Data section -
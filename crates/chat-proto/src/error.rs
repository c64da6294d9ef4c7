//! Error types for the chat protocol library.

use thiserror::Error;

/// Convenience type alias for Results using [`ProtocolError`].
pub type Result<T, E = ProtocolError> = std::result::Result<T, E>;

/// Errors surfaced by the line transport.
///
/// Oversized lines and invalid UTF-8 are not errors: the codec reports them
/// as [`crate::Line`] items so the session can reply and keep reading.
#[derive(Debug, Error)]
pub enum ProtocolError {
    /// An I/O error occurred on the underlying stream.
    #[error("io error: {0}")]
    Io(#[from] std::io::Error),
}
//! Per-connection session state.
//!
//! ```text
//! ┌──────────────┐  /NICK ok   ┌──────────────┐  EOF / read error  ┌────────┐
//! │ Unregistered ├────────────►│  Registered  ├───────────────────►│ Closed │
//! └──────┬───────┘             └──────┬───────┘                    └────────┘
//!        │                            │ /NICK ok (rename)              ▲
//!        │                            └────────┘                       │
//!        └─────────────────────────────────────────────────────────────┘
//! ```
//!
//! A [`Session`] is owned by its connection task. Other tasks only ever see
//! its [`SessionHandle`], which can enqueue outbound lines and nothing else.

use super::SessionId;
use crate::error::HandlerResult;
use chat_proto::Reply;
use std::net::SocketAddr;
use std::sync::Arc;
use tokio::sync::mpsc;
use tokio::sync::mpsc::error::TrySendError;
use tracing::{debug, warn};

/// Lifecycle state of a session.
#[derive(Clone, Copy, Debug, PartialEq, Eq)]
pub enum SessionState {
    Unregistered,
    Registered,
    Closed,
}

/// Non-owning reference to a session: its id and outbound queue.
///
/// Cloned into the registry and into snapshots. All lines for one session
/// pass through its single queue, which is drained by one writer task, so
/// concurrent senders never interleave partial lines.
#[derive(Clone, Debug)]
pub struct SessionHandle {
    id: SessionId,
    outbound: mpsc::Sender<Arc<str>>,
}

impl SessionHandle {
    pub fn new(id: SessionId, outbound: mpsc::Sender<Arc<str>>) -> Self {
        Self { id, outbound }
    }

    pub fn id(&self) -> SessionId {
        self.id
    }

    /// Enqueue a line for this session, waiting for queue space.
    ///
    /// Only the session's own task should wait on its queue.
    pub async fn send(&self, reply: &Reply) -> HandlerResult {
        self.outbound.send(Arc::from(reply.to_string())).await?;
        Ok(())
    }

    /// Enqueue a line without waiting. Used for writes to other sessions.
    ///
    /// A full queue drops the line for this recipient; a closed queue means
    /// the recipient is already tearing itself down. Neither is reported to
    /// the sender.
    pub fn deliver(&self, line: &Arc<str>) -> bool {
        match self.outbound.try_send(Arc::clone(line)) {
            Ok(()) => true,
            Err(TrySendError::Full(_)) => {
                warn!(session = %self.id, "Outbound queue full - line dropped");
                crate::metrics::record_dropped();
                false
            }
            Err(TrySendError::Closed(_)) => {
                debug!(session = %self.id, "Outbound queue closed - recipient disconnecting");
                false
            }
        }
    }
}

/// State for one client connection.
#[derive(Debug)]
pub struct Session {
    handle: SessionHandle,
    addr: SocketAddr,
    name: Option<String>,
    state: SessionState,
}

impl Session {
    pub fn new(handle: SessionHandle, addr: SocketAddr) -> Self {
        Self {
            handle,
            addr,
            name: None,
            state: SessionState::Unregistered,
        }
    }

    pub fn id(&self) -> SessionId {
        self.handle.id
    }

    pub fn handle(&self) -> &SessionHandle {
        &self.handle
    }

    pub fn addr(&self) -> SocketAddr {
        self.addr
    }

    pub fn name(&self) -> Option<&str> {
        self.name.as_deref()
    }

    #[cfg(test)]
    pub fn state(&self) -> SessionState {
        self.state
    }

    pub fn is_registered(&self) -> bool {
        self.state == SessionState::Registered
    }

    /// Record a name the registry has accepted. Returns the previous name.
    pub fn set_name(&mut self, name: String) -> Option<String> {
        self.state = SessionState::Registered;
        self.name.replace(name)
    }

    /// Move to `Closed`. Returns `false` if the session was already closed.
    pub fn close(&mut self) -> bool {
        if self.state == SessionState::Closed {
            return false;
        }
        self.state = SessionState::Closed;
        true
    }
}
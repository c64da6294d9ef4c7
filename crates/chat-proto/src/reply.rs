//! Server-to-client lines.
//!
//! [`Reply`] is the whole outbound vocabulary. `Display` renders the exact
//! wire text without a line terminator; the codec appends `\n`.

use std::fmt;

use crate::command::RESERVED_NAME;

/// A line sent from the server to a client.
#[derive(Clone, Debug, PartialEq, Eq)]
pub enum Reply {
    /// Successful `/NICK`.
    Registered(String),
    /// `/NICK` with an empty, reserved or already assigned name.
    NameTaken,
    /// Messaging command issued before `/NICK` succeeded.
    RegisterFirst,
    /// `/MSG` addressed to the caller's own name.
    CannotMessageSelf,
    /// `/MSG` addressed to a name nobody holds.
    NoSuchUser,
    /// Unparseable line, echoed back.
    Invalid(String),
    /// A line longer than the configured limit was discarded.
    LineTooLong(usize),
    /// A chat line from a user or from the server.
    Chat {
        /// Display name of the sender.
        from: String,
        /// Message body.
        text: String,
    },
    /// Acknowledgment of a delivered direct message.
    Delivered {
        /// Display name of the sender.
        from: String,
        /// Display name of the recipient.
        to: String,
        /// Message body.
        text: String,
    },
    /// Response to `/LIST`.
    Names(Vec<String>),
    /// System notice: a session registered its first name.
    Joined(String),
    /// System notice: a registered session changed its name.
    Renamed {
        /// Previous display name.
        old: String,
        /// New display name.
        new: String,
    },
    /// System notice: a registered session disconnected.
    Left(String),
}

impl Reply {
    /// Build a chat line.
    pub fn chat(from: impl Into<String>, text: impl Into<String>) -> Self {
        Reply::Chat {
            from: from.into(),
            text: text.into(),
        }
    }
}

impl fmt::Display for Reply {
    fn fmt(&self, f: &mut fmt::Formatter<'_>) -> fmt::Result {
        match self {
            Reply::Registered(name) => write!(f, "Registered nickname {name}"),
            Reply::NameTaken => f.write_str("Name is taken!"),
            Reply::RegisterFirst => f.write_str("Register first!"),
            Reply::CannotMessageSelf => f.write_str("Cannot message yourself!"),
            Reply::NoSuchUser => f.write_str("no such user"),
            Reply::Invalid(raw) => write!(f, "Invalid command: {raw}"),
            Reply::LineTooLong(limit) => write!(f, "Line too long (limit {limit} bytes)"),
            Reply::Chat { from, text } => write!(f, "{from}: {text}"),
            Reply::Delivered { from, to, text } => write!(f, "{from} -> {to}: {text}"),
            Reply::Names(names) => f.write_str(&names.join(" ")),
            Reply::Joined(name) => write!(f, "{RESERVED_NAME}: {name} joined"),
            Reply::Renamed { old, new } => {
                write!(f, "{RESERVED_NAME}: {old} is now known as {new}")
            }
            Reply::Left(name) => write!(f, "{RESERVED_NAME}: {name} left"),
        }
    }
}
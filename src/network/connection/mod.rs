//! Connection - handles an individual client connection.
//!
//! Each Connection runs in its own Tokio task:
//!
//! ```text
//!   socket read half ──► FramedRead<LineCodec> ──► parse ──► dispatch
//!                                                              │
//!        other sessions ──► SessionHandle::deliver ──┐         │ reply
//!                                                    ▼         ▼
//!   socket write half ◄── writer task ◄──────── outbound queue (sendq)
//! ```
//!
//! The task selects over the next decoded line and the writer task. EOF, a
//! read error or a writer failure all end in the same teardown.

mod writer;

use crate::config::LimitsConfig;
use crate::error::HandlerError;
use crate::handlers::{Context, dispatch, teardown};
use crate::state::{Registry, Session, SessionHandle, SessionId};
use chat_proto::{Command, Line, LineCodec, Reply};
use futures_util::StreamExt;
use std::net::SocketAddr;
use std::sync::Arc;
use tokio::net::TcpStream;
use tokio::sync::mpsc;
use tokio_util::codec::{FramedRead, FramedWrite};
use tracing::{debug, instrument, warn};
use writer::WriterExit;

/// A client connection handler.
pub struct Connection {
    id: SessionId,
    stream: TcpStream,
    addr: SocketAddr,
    registry: Arc<Registry>,
    limits: LimitsConfig,
}

impl Connection {
    pub fn new(
        id: SessionId,
        stream: TcpStream,
        addr: SocketAddr,
        registry: Arc<Registry>,
        limits: LimitsConfig,
    ) -> Self {
        Self {
            id,
            stream,
            addr,
            registry,
            limits,
        }
    }

    /// Run the connection until the client goes away.
    ///
    /// Returns an error only for a failed socket read; the session has been
    /// torn down either way.
    #[instrument(skip(self), fields(session = %self.id, addr = %self.addr), name = "connection")]
    pub async fn run(self) -> anyhow::Result<()> {
        let Connection {
            id,
            stream,
            addr,
            registry,
            limits,
        } = self;

        let (read_half, write_half) = stream.into_split();
        let mut lines = FramedRead::new(read_half, LineCodec::with_max_len(limits.max_line_length));
        let sink = FramedWrite::new(write_half, LineCodec::with_max_len(limits.max_line_length));

        let (tx, rx) = mpsc::channel(limits.sendq);
        let handle = SessionHandle::new(id, tx);
        let mut writer = tokio::spawn(writer::run(sink, rx, limits.write_timeout()));

        registry.insert(handle.clone());
        crate::metrics::session_opened();
        let mut session = Session::new(handle, addr);

        let mut writer_exit = None;
        let result = loop {
            tokio::select! {
                item = lines.next() => match item {
                    Some(Ok(line)) => {
                        if let Err(e) = handle_line(&mut session, &registry, line).await {
                            debug!(error = %e, "Own queue closed");
                            break Ok(());
                        }
                    }
                    Some(Err(e)) => break Err(e),
                    None => {
                        debug!("Client closed the connection");
                        break Ok(());
                    }
                },
                exit = &mut writer => {
                    writer_exit = Some(exit);
                    break Ok(());
                }
            }
        };

        teardown(&mut session, &registry);
        drop(session);

        match writer_exit {
            Some(Ok(exit)) => log_writer_exit(&exit),
            Some(Err(e)) => warn!(error = %e, "Writer task panicked"),
            // Give queued replies a chance to reach a half-closed client.
            None => match tokio::time::timeout(limits.write_timeout(), &mut writer).await {
                Ok(Ok(exit)) => log_writer_exit(&exit),
                Ok(Err(e)) => warn!(error = %e, "Writer task panicked"),
                Err(_) => writer.abort(),
            },
        }

        result?;
        Ok(())
    }
}

/// Parse and dispatch one decoded line. Only a fatal error is returned.
async fn handle_line(session: &mut Session, registry: &Registry, line: Line) -> Result<(), HandlerError> {
    let command = match line {
        Line::Text(text) => Command::parse(text.trim()),
        Line::TooLong { limit } => {
            crate::metrics::record_command_error("INVALID", "line_too_long");
            return session.handle().send(&Reply::LineTooLong(limit)).await;
        }
        Line::InvalidUtf8 { lossy } => Command::Malformed(lossy),
    };

    let label = command.name();
    debug!(command = label, "Command received");

    let mut ctx = Context::new(session, registry);
    match dispatch(&mut ctx, command).await {
        Ok(()) => Ok(()),
        Err(e) if e.is_fatal() => Err(e),
        Err(e) => {
            crate::metrics::record_command_error(label, e.error_code());
            debug!(command = label, error = %e, "Command rejected");
            match e.to_reply() {
                Some(reply) => ctx.reply(reply).await,
                None => Ok(()),
            }
        }
    }
}

fn log_writer_exit(exit: &WriterExit) {
    match exit {
        WriterExit::QueueClosed => {}
        WriterExit::Failed(e) => debug!(error = %e, "Write failed"),
        WriterExit::TimedOut => warn!("Write timed out - dropping client"),
    }
}
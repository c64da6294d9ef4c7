//! Session identifiers.

use std::fmt;
use std::sync::atomic::{AtomicU64, Ordering};

/// Identity of one accepted connection.
///
/// Assigned once at accept time and never reused while the process runs.
/// Ordering follows accept order, which gives snapshots a stable order.
#[derive(Clone, Copy, Debug, PartialEq, Eq, PartialOrd, Ord, Hash)]
pub struct SessionId(u64);

impl SessionId {
    #[cfg(test)]
    pub fn get(self) -> u64 {
        self.0
    }
}

impl fmt::Display for SessionId {
    fn fmt(&self, f: &mut fmt::Formatter<'_>) -> fmt::Result {
        write!(f, "S{}", base36_encode_6(self.0))
    }
}

/// Generates session identifiers from an atomic counter.
pub struct SessionIdGenerator {
    counter: AtomicU64,
}

impl SessionIdGenerator {
    pub fn new() -> Self {
        Self {
            counter: AtomicU64::new(1),
        }
    }

    /// Generate the next unique id.
    pub fn next(&self) -> SessionId {
        SessionId(self.counter.fetch_add(1, Ordering::Relaxed))
    }
}

impl Default for SessionIdGenerator {
    fn default() -> Self {
        Self::new()
    }
}

/// Encode a number as (at least) 6 base36 digits.
fn base36_encode_6(mut n: u64) -> String {
    const CHARS: &[u8] = b"0123456789ABCDEFGHIJKLMNOPQRSTUVWXYZ";
    let mut digits = Vec::with_capacity(13);

    while n > 0 || digits.len() < 6 {
        digits.push(CHARS[(n % 36) as usize]);
        n /= 36;
    }
    digits.reverse();

    String::from_utf8_lossy(&digits).into_owned()
}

Problem requirements -
All lines above in which the word "metrics" occurs should be identified and copied.

Response area -
                crate::metrics::record_dropped();
        crate::metrics::session_opened();
            crate::metrics::record_command_error("INVALID", "line_too_long");
            crate::metrics::record_command_error(label, e.error_code());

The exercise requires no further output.